Incontinência fecal por complicações pós-cirúrgicas
Aos 54 anos, Fernando Santos foi alvo de uma intervenção cirúrgica a uma fissura anal no Hospital de Lamego. “As complicações desta cirurgia originaram a incontinência fecal”, descreve. Após a cirurgia, Fernando recorda que “não conseguia conter a vontade de defecar”. É de conhecimento geral que esta patologia afeta a qualidade de vida dos doentes e perturba a nível psicológico e com Fernando não foi diferente. Sofrer de incontinência fecal afetou-lhe a vida social e começou a “ter tendência para a depressão e para o isolamento”. Não se sentia à vontade para fazer viagens, porque “era obrigado a parar vezes sem conta”, explanou. Após várias sessões de fisioterapia recomendadas por médicos, não viu resultados o que acabou por desanimá-lo. A 16 de janeiro de 2017, foi submetido a uma cirurgia para colocar um implante neuromodulador e, após esta intervenção, verificaram-se “enormes melhorias”. “Já estou bem melhor, não deixo de andar com compressas, para prevenir, mas já me sinto outra pessoa, mais confiante e com muito menos receio”, declara.
Inês Nunes tem atualmente 37 anos, mas tinha apenas 32 quando, após uma operação mal sucedida percebeu que algo estava errado: “tinha uma fístula perianal e fui operada, a operação correu mal e fiquei incontinente nas fezes e nos gases”, recorda. Confessa que “foi muito frustrante, não sabia como lidar com a situação, estava constantemente com medo que alguém visse ou ouvisse qualquer coisa”, conta.

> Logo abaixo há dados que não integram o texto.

//! Jobs API and the execution polling loop.

use crate::client::RedashClient;
use crate::config::PollOptions;
use crate::error::{RedashError, RedashResult};
use crate::types::{Job, QueryResult};
use serde::{Deserialize, Serialize};
use serde_json::Value;
use tokio::time::Instant;
use tracing::{debug, info, warn};

/// Jobs API for inspecting asynchronous query executions.
pub struct JobsApi<'a> {
    client: &'a RedashClient,
}

impl<'a> JobsApi<'a> {
    pub(crate) fn new(client: &'a RedashClient) -> Self {
        Self { client }
    }

    /// Get the current state of a job.
    pub async fn get(&self, job_id: &str) -> RedashResult<Job> {
        let response: JobResponse = self
            .client
            .http
            .get(&format!("/api/jobs/{}", job_id))
            .await?;
        Ok(response.job)
    }

    /// Turn the response of an execution request into a result, polling the
    /// job if the upstream did not answer synchronously.
    pub async fn resolve(
        &self,
        response: ExecutionResponse,
        poll: PollOptions,
    ) -> RedashResult<QueryResult> {
        match response {
            ExecutionResponse {
                job: Some(job), ..
            } => self.wait_for_result(&job.id, poll).await,
            ExecutionResponse {
                query_result: Some(result),
                ..
            } => Ok(result),
            _ => Err(RedashError::QueryExecution(
                "response contained neither a job nor a query result".to_string(),
            )),
        }
    }

    /// Poll a job until it completes, fails, or `poll.timeout` elapses.
    ///
    /// Errors from the status request itself end the wait immediately.
    pub async fn wait_for_result(
        &self,
        job_id: &str,
        poll: PollOptions,
    ) -> RedashResult<QueryResult> {
        let started = Instant::now();

        loop {
            if started.elapsed() > poll.timeout {
                warn!(job_id, timeout_ms = poll.timeout.as_millis() as u64, "Job polling timed out");
                return Err(RedashError::QueryExecutionTimeout {
                    timeout_ms: poll.timeout.as_millis() as u64,
                });
            }

            let job = self.get(job_id).await?;
            debug!(
                job_id,
                status = job.status,
                elapsed_ms = started.elapsed().as_millis() as u64,
                "Polled job"
            );

            if job.is_success() {
                info!(job_id, elapsed_ms = started.elapsed().as_millis() as u64, "Job completed");
                return self.completed_result(job).await;
            }

            if job.is_failure() {
                let message = job
                    .error_message()
                    .unwrap_or("no error details reported")
                    .to_string();
                warn!(job_id, error = %message, "Job failed");
                return Err(RedashError::QueryExecution(message));
            }

            tokio::time::sleep(poll.interval).await;
        }
    }

    async fn completed_result(&self, job: Job) -> RedashResult<QueryResult> {
        if let Some(result_id) = job.query_result_id {
            return self.client.query_results().get(result_id).await;
        }

        match job.result {
            // Finished jobs report the stored result id in `result`.
            Some(Value::Number(n)) => match n.as_i64() {
                Some(result_id) => self.client.query_results().get(result_id).await,
                None => Err(RedashError::QueryExecution(format!(
                    "job {} reported an invalid result id: {}",
                    job.id, n
                ))),
            },
            Some(Value::Null) | None => Err(RedashError::QueryExecution(format!(
                "job {} completed without a result",
                job.id
            ))),
            Some(inline) => Ok(serde_json::from_value(inline)?),
        }
    }
}

/// Body returned by the execution endpoints: either a job handle or a result.
#[derive(Debug, Clone, Default, Serialize, Deserialize)]
pub struct ExecutionResponse {
    #[serde(default, skip_serializing_if = "Option::is_none")]
    pub job: Option<Job>,
    #[serde(default, skip_serializing_if = "Option::is_none")]
    pub query_result: Option<QueryResult>,
}

#[derive(Debug, Serialize, Deserialize)]
struct JobResponse {
    job: Job,
}

#[cfg(test)]
mod tests {
    use super::*;
    use crate::api::test_support::client_for;
    use serde_json::json;
    use std::time::Duration;
    use wiremock::matchers::{method, path};
    use wiremock::{Mock, MockServer, ResponseTemplate};

    const INTERVAL: Duration = Duration::from_millis(20);

    fn job(status: i32) -> serde_json::Value {
        json!({"job": {"id": "job-1", "status": status, "error": ""}})
    }

    async fn mount_statuses(server: &MockServer, running: u64, terminal: serde_json::Value) {
        if running > 0 {
            Mock::given(method("GET"))
                .and(path("/api/jobs/job-1"))
                .respond_with(ResponseTemplate::new(200).set_body_json(job(1)))
                .up_to_n_times(running)
                .with_priority(1)
                .mount(server)
                .await;
        }

        Mock::given(method("GET"))
            .and(path("/api/jobs/job-1"))
            .respond_with(ResponseTemplate::new(200).set_body_json(terminal))
            .with_priority(2)
            .mount(server)
            .await;
    }

    #[tokio::test]
    async fn test_completes_after_three_running_polls() {
        let server = MockServer::start().await;
        mount_statuses(
            &server,
            3,
            json!({"job": {"id": "job-1", "status": 3, "query_result_id": 99}}),
        )
        .await;

        Mock::given(method("GET"))
            .and(path("/api/query_results/99"))
            .respond_with(ResponseTemplate::new(200).set_body_json(json!({
                "query_result": {
                    "id": 99,
                    "query": "SELECT 1",
                    "data": {"columns": [{"name": "x", "type": "integer"}], "rows": [{"x": 1}]},
                    "runtime": 0.01
                }
            })))
            .expect(1)
            .mount(&server)
            .await;

        let client = client_for(&server);
        let started = std::time::Instant::now();
        let result = client
            .jobs()
            .wait_for_result("job-1", PollOptions::new(INTERVAL, Duration::from_secs(5)))
            .await
            .unwrap();

        assert!(started.elapsed() >= INTERVAL * 3);
        assert_eq!(result.id(), Some(99));
        assert_eq!(result.rows()[0]["x"], json!(1));
        let polls = server
            .received_requests()
            .await
            .unwrap()
            .iter()
            .filter(|r| r.url.path() == "/api/jobs/job-1")
            .count();
        assert_eq!(polls, 4);
    }

    #[tokio::test]
    async fn test_failure_status_stops_polling() {
        let server = MockServer::start().await;
        mount_statuses(
            &server,
            1,
            json!({"job": {"id": "job-1", "status": 4, "error": "relation \"foo\" does not exist"}}),
        )
        .await;

        let client = client_for(&server);
        let started = std::time::Instant::now();
        let err = client
            .jobs()
            .wait_for_result("job-1", PollOptions::new(INTERVAL, Duration::from_secs(5)))
            .await
            .unwrap_err();

        assert!(started.elapsed() >= INTERVAL);
        assert!(
            matches!(err, RedashError::QueryExecution(ref m) if m == "relation \"foo\" does not exist")
        );
        assert_eq!(server.received_requests().await.unwrap().len(), 2);
    }

    #[tokio::test]
    async fn test_failure_without_error_text_uses_placeholder() {
        let server = MockServer::start().await;
        mount_statuses(&server, 0, job(4)).await;

        let client = client_for(&server);
        let err = client
            .jobs()
            .wait_for_result("job-1", client.poll_options())
            .await
            .unwrap_err();

        assert!(matches!(err, RedashError::QueryExecution(ref m) if m == "no error details reported"));
        assert_eq!(
            err.to_string(),
            "Query execution failed: no error details reported"
        );
    }

    #[tokio::test]
    async fn test_never_terminal_times_out() {
        let server = MockServer::start().await;

        Mock::given(method("GET"))
            .and(path("/api/jobs/job-1"))
            .respond_with(ResponseTemplate::new(200).set_body_json(job(2)))
            .mount(&server)
            .await;

        let client = client_for(&server);
        let err = client
            .jobs()
            .wait_for_result(
                "job-1",
                PollOptions::new(INTERVAL, Duration::from_millis(150)),
            )
            .await
            .unwrap_err();

        assert!(matches!(
            err,
            RedashError::QueryExecutionTimeout { timeout_ms: 150 }
        ));
    }

    #[tokio::test]
    async fn test_status_request_error_is_not_retried() {
        let server = MockServer::start().await;

        Mock::given(method("GET"))
            .and(path("/api/jobs/job-1"))
            .respond_with(ResponseTemplate::new(500).set_body_string("boom"))
            .expect(1)
            .mount(&server)
            .await;

        let client = client_for(&server);
        let err = client
            .jobs()
            .wait_for_result("job-1", client.poll_options())
            .await
            .unwrap_err();

        assert_eq!(err.status(), Some(500));
    }

    #[tokio::test]
    async fn test_inline_result_returned_directly() {
        let server = MockServer::start().await;
        mount_statuses(
            &server,
            0,
            json!({"job": {"id": "job-1", "status": 3, "result": {
                "query_hash": "abc",
                "data": {"columns": [], "rows": []},
                "runtime": 0.5
            }}}),
        )
        .await;

        let client = client_for(&server);
        let result = client
            .jobs()
            .wait_for_result("job-1", client.poll_options())
            .await
            .unwrap();

        assert_eq!(result.query_hash(), Some("abc"));
        assert_eq!(result.runtime(), Some(0.5));
        assert_eq!(server.received_requests().await.unwrap().len(), 1);
    }

    #[tokio::test]
    async fn test_numeric_result_fetches_stored_result() {
        let server = MockServer::start().await;
        mount_statuses(
            &server,
            0,
            json!({"job": {"id": "job-1", "status": 3, "result": 7}}),
        )
        .await;

        Mock::given(method("GET"))
            .and(path("/api/query_results/7"))
            .respond_with(ResponseTemplate::new(200).set_body_json(json!({
                "query_result": {"id": 7, "data": {"columns": [], "rows": []}}
            })))
            .expect(1)
            .mount(&server)
            .await;

        let client = client_for(&server);
        let result = client
            .jobs()
            .wait_for_result("job-1", client.poll_options())
            .await
            .unwrap();

        assert_eq!(result.id(), Some(7));
    }

    #[tokio::test]
    async fn test_resolve_without_job_or_result_fails() {
        let server = MockServer::start().await;
        let client = client_for(&server);

        let err = client
            .jobs()
            .resolve(ExecutionResponse::default(), client.poll_options())
            .await
            .unwrap_err();

        assert!(matches!(err, RedashError::QueryExecution(_)));
    }
}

Acabou mesmo por recorrer ao isolamento, deixou de trabalhar “não havia condições para continuar, estava sempre com medo, qualquer esforço físico era o suficiente para acontecer uma desgraça”, declara.
No entanto, após 5 anos de desespero, a solução chegou: “fiz a cirurgia o ano passado e coloquei um implante neuromodulador. A partir daí, os resultados foram aparecendo gradualmente e fiquei muito mais à vontade, a incontinência nos gases está muito mais controlada”, acrescenta. Descreve que sente que foi um alívio e já consegue andar livremente na rua sem a necessidade de “pensos higiénicos para precaver algum azar”.

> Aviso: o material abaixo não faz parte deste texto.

fn preflight_failure(err: Value, detail: &str, logs: Vec<String>) -> SolError {
    SolError::Rpc {
        code: JSON_RPC_SERVER_ERROR_SEND_TRANSACTION_PREFLIGHT_FAILURE,
        message: format!("Transaction simulation failed: {detail}"),
        data: Some(json!({
            "err": err,
            "logs": logs,
            "accounts": null,
            "unitsConsumed": 0,
        })),
    }
}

“Às outras pessoas que sofrem desta patologia só tenho a dizer para não terem vergonha, comuniquem ao médico da família para serem auxiliadas e devidamente encaminhadas. Há soluções, façam a cirurgia em casos mais graves, não tenham qualquer receio, os resultados a longo prazo são bastante significativos e devolvem-nos a qualidade de vida”, afirma.